It’s 11 a.m. and your stomach starts to growl — do you know where your lunch is?
There are countless benefits of breaking for lunch during your work day — reducing stress, increasing concentration, sustaining energy, feeling better and many more. However, unhealthy food choices and overeating can greatly hinder, if not cancel out, those positive results. By including better-for-you food and beverage choices and being mindful while eating, you can boost the positive benefits and fuel your body to get you through the rest of your workday with vitality.
Mindful eating is a skill that takes practice. It means avoiding emotional food decisions and distractions at meal time. When we eat “mindlessly” we are not really present during our mealtime, which can lead to health problems. Don’t let emotions, stress or deadlines sway your ability to maintain healthy eating habits during a busy work day. Practice being present, enjoy a breather, savor each bite and come back to work recharged.
Tips for a Mindful and Healthy Business Lunch
- When eating out, research the restaurant ahead of time. Most restaurants have online menus available. Check out apps that can help you find healthy dining options in your area or that reveal the nutritional content of many foods. Figure out your meal ahead of time and avoid the risk of impulse ordering.
- Drink a big glass of water before you start your lunch break. Research has shown that drinking about 16 ounces of water prior to a meal can help you avoid temptations. Additionally, thirst and hunger triggers come from the same part of your brain, meaning that while you may feel hungry, you could just be thirsty. Drinking water 15 minutes before eating can help curb cravings and discourage overeating.
- Pack your lunch the night before. Your work day is busy enough. Avoid a hectic morning and pack something the night before when you’ve had a chance to decompress and can make mindful decisions. Have you heard about “salad in a jar” — it’s a solution for a healthy, custom and delicious grab-and-go option.
- When eating with others, remember to savor. It’s easy to get distracted by office chatter when networking with colleagues. Eating becomes so automatic that you may look down at your plate and notice your food already is gone. Savor each bite. For example, notice the texture of the food in your mouth or identify the different flavors as you chew to help avoid overeating.
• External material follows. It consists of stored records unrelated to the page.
use crate::core::error::AppError;
use crate::features::auth::model::AuthenticatedUser;
use crate::features::auth::JwtValidator;
use axum::{
    extract::{Request, State},
    http::{header, HeaderValue, StatusCode},
    middleware::Next,
    response::{IntoResponse, Response},
};
use base64::prelude::*;
use std::sync::Arc;
use tower_http::cors::{AllowOrigin, Any, CorsLayer};
use tower_http::request_id::{MakeRequestId, RequestId};
use tracing::Span;
use uuid::Uuid;

/// Request ID generator using UUID v7 (time-ordered)
#[derive(Clone, Copy)]
pub struct MakeRequestUuid;

impl MakeRequestId for MakeRequestUuid {
    fn make_request_id<B>(&mut self, _request: &axum::http::Request<B>) -> Option<RequestId> {
        HeaderValue::from_str(&Uuid::now_v7().to_string())
            .ok()
            .map(RequestId::new)
    }
}

/// Request span carrying the x-request-id; `user_id` and `session` are
/// filled in once the bearer token is validated
#[derive(Clone, Debug)]
pub struct MakeSpanWithRequestId;

impl<B> tower_http::trace::MakeSpan<B> for MakeSpanWithRequestId {
    fn make_span(&mut self, request: &axum::http::Request<B>) -> Span {
        let request_id = request
            .headers()
            .get("x-request-id")
            .and_then(|v| v.to_str().ok())
            .unwrap_or("-");

        tracing::info_span!(
            "request",
            method = %request.method(),
            uri = %request.uri(),
            request_id = %request_id,
            user_id = tracing::field::Empty,
            session = tracing::field::Empty,
        )
    }
}

pub fn cors_layer(allowed_origins: Vec<String>) -> CorsLayer {
    let cors = CorsLayer::new().allow_methods(Any).allow_headers(Any);

    if allowed_origins.iter().any(|o| o == "*") {
        cors.allow_origin(Any)
    } else {
        let origins: Vec<HeaderValue> = allowed_origins
            .iter()
            .filter_map(|o| o.parse().ok())
            .collect();
        cors.allow_origin(AllowOrigin::list(origins))
    }
}

/// Guards the Swagger UI; `credentials` is "username:password"
pub async fn basic_auth_middleware(
    State(credentials): State<Arc<String>>,
    req: Request,
    next: Next,
) -> Response {
    let authorized = req
        .headers()
        .get(header::AUTHORIZATION)
        .and_then(|h| h.to_str().ok())
        .and_then(|h| h.strip_prefix("Basic "))
        .and_then(|encoded| BASE64_STANDARD.decode(encoded).ok())
        .and_then(|decoded| String::from_utf8(decoded).ok())
        .is_some_and(|creds| creds == *credentials);

    if authorized {
        return next.run(req).await;
    }

    (
        StatusCode::UNAUTHORIZED,
        [(header::WWW_AUTHENTICATE, "Basic realm=\"Swagger UI\"")],
        "Unauthorized",
    )
        .into_response()
}

fn record_caller(span: &Span, user: &AuthenticatedUser) {
    span.record("user_id", user.user_id());
    if let Some(session) = user.session_uid.as_deref() {
        span.record("session", session);
    }
}

pub async fn auth_middleware(
    State(validator): State<Arc<JwtValidator>>,
    mut req: Request,
    next: Next,
) -> Result<Response, AppError> {
    let auth_header = req
        .headers()
        .get(header::AUTHORIZATION)
        .and_then(|h| h.to_str().ok())
        .ok_or_else(|| AppError::Unauthorized("Missing authorization header".to_string()))?;

    let token = auth_header
        .strip_prefix("Bearer ")
        .filter(|t| !t.trim().is_empty())
        .ok_or_else(|| {
            AppError::Unauthorized("Invalid authorization header format".to_string())
        })?;

    let user = validator.validate_token(token.trim()).await?;
    record_caller(&Span::current(), &user);

    req.extensions_mut().insert(user);
    Ok(next.run(req).await)
}

#[cfg(test)]
mod tests {
    use super::*;
    use crate::features::auth::JwksClient;
    use crate::shared::test_helpers::create_test_user;
    use axum::{middleware::from_fn_with_state, routing::get, Router};
    use axum_test::TestServer;
    use std::sync::Mutex;
    use std::time::Duration;
    use tower_http::trace::MakeSpan;

    async fn ok() -> &'static str {
        "ok"
    }

    fn basic_auth_server() -> TestServer {
        let app = Router::new()
            .route("/docs", get(ok))
            .layer(from_fn_with_state(
                Arc::new("admin:secret".to_string()),
                basic_auth_middleware,
            ));
        TestServer::new(app).unwrap()
    }

    fn bearer_server() -> TestServer {
        let jwks = Arc::new(JwksClient::new("http://127.0.0.1:9", Duration::from_secs(60)));
        let validator = Arc::new(JwtValidator::new(
            jwks,
            "http://127.0.0.1:9".to_string(),
            "filegate".to_string(),
            Duration::from_secs(0),
        ));
        let app = Router::new()
            .route("/private", get(ok))
            .route_layer(from_fn_with_state(validator, auth_middleware));
        TestServer::new(app).unwrap()
    }

    #[tokio::test]
    async fn test_basic_auth_accepts_matching_credentials() {
        let server = basic_auth_server();
        let encoded = BASE64_STANDARD.encode("admin:secret");

        let response = server
            .get("/docs")
            .add_header(header::AUTHORIZATION, format!("Basic {}", encoded))
            .await;

        response.assert_status_ok();
        response.assert_text("ok");
    }

    #[tokio::test]
    async fn test_basic_auth_rejects_wrong_credentials() {
        let server = basic_auth_server();
        let encoded = BASE64_STANDARD.encode("admin:wrong");

        let response = server
            .get("/docs")
            .add_header(header::AUTHORIZATION, format!("Basic {}", encoded))
            .await;

        response.assert_status(StatusCode::UNAUTHORIZED);
        assert!(response.headers().contains_key(header::WWW_AUTHENTICATE));
    }

    #[tokio::test]
    async fn test_auth_middleware_requires_bearer_header() {
        let server = bearer_server();

        server
            .get("/private")
            .await
            .assert_status(StatusCode::UNAUTHORIZED);
        server
            .get("/private")
            .add_header(header::AUTHORIZATION, "Token abc")
            .await
            .assert_status(StatusCode::UNAUTHORIZED);
        server
            .get("/private")
            .add_header(header::AUTHORIZATION, "Bearer ")
            .await
            .assert_status(StatusCode::UNAUTHORIZED);
    }

    #[derive(Clone, Default)]
    struct LogBuffer(Arc<Mutex<Vec<u8>>>);

    impl std::io::Write for LogBuffer {
        fn write(&mut self, buf: &[u8]) -> std::io::Result<usize> {
            self.0.lock().unwrap().extend_from_slice(buf);
            Ok(buf.len())
        }

        fn flush(&mut self) -> std::io::Result<()> {
            Ok(())
        }
    }

    fn logged_with_caller(user: &AuthenticatedUser) -> String {
        let buffer = LogBuffer::default();
        let writer = buffer.clone();
        let subscriber = tracing_subscriber::fmt()
            .with_ansi(false)
            .with_writer(move || writer.clone())
            .finish();

        tracing::subscriber::with_default(subscriber, || {
            let request = axum::http::Request::builder()
                .uri("/api/files/f1")
                .header("x-request-id", "req-1")
                .body(())
                .unwrap();
            let span = MakeSpanWithRequestId.make_span(&request);
            record_caller(&span, user);
            let _entered = span.enter();
            tracing::info!("handled");
        });

        let bytes = buffer.0.lock().unwrap().clone();
        String::from_utf8(bytes).unwrap()
    }

    #[test]
    fn test_request_span_records_caller() {
        let user = create_test_user("user-1");
        let line = logged_with_caller(&user);

        assert!(line.contains("request_id=req-1"));
        assert!(line.contains("user_id=\"user-1\"") || line.contains("user_id=user-1"));
        assert!(line.contains("test-session-uid"));
    }

    #[test]
    fn test_request_span_without_session() {
        let user = AuthenticatedUser {
            sub: "service-a".to_string(),
            session_uid: None,
        };
        let line = logged_with_caller(&user);

        assert!(line.contains("service-a"));
        assert!(!line.contains("session="));
    }

    #[test]
    fn test_request_id_is_uuid() {
        let request = axum::http::Request::builder().body(()).unwrap();
        let id = MakeRequestUuid.make_request_id(&request).unwrap();
        let value = id.header_value().to_str().unwrap();
        assert!(Uuid::parse_str(value).is_ok());
    }
}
Healthy Eating Tips for Dining Out
- Order the smallest size available
- Choose to drink water, unsweetened tea or club soda
- Request that the bread/chips be brought out with your meal or avoid altogether
- Ask for dressing or light sauce on the side
- Choose grilled, baked, poached or steamed proteins
- Aim to make a meal out of a salad and additional protein
- Share your appetizer, salad, entrée and/or dessert
- Use lemon, olive oil, and/or vinegar to flavor
There are many reasons to take a lunch break and keep it sacred. Remember that lunch can be delicious and healthy. Schedule a daily break to refresh your mind and feed your belly. Your body and your company will thank you for it!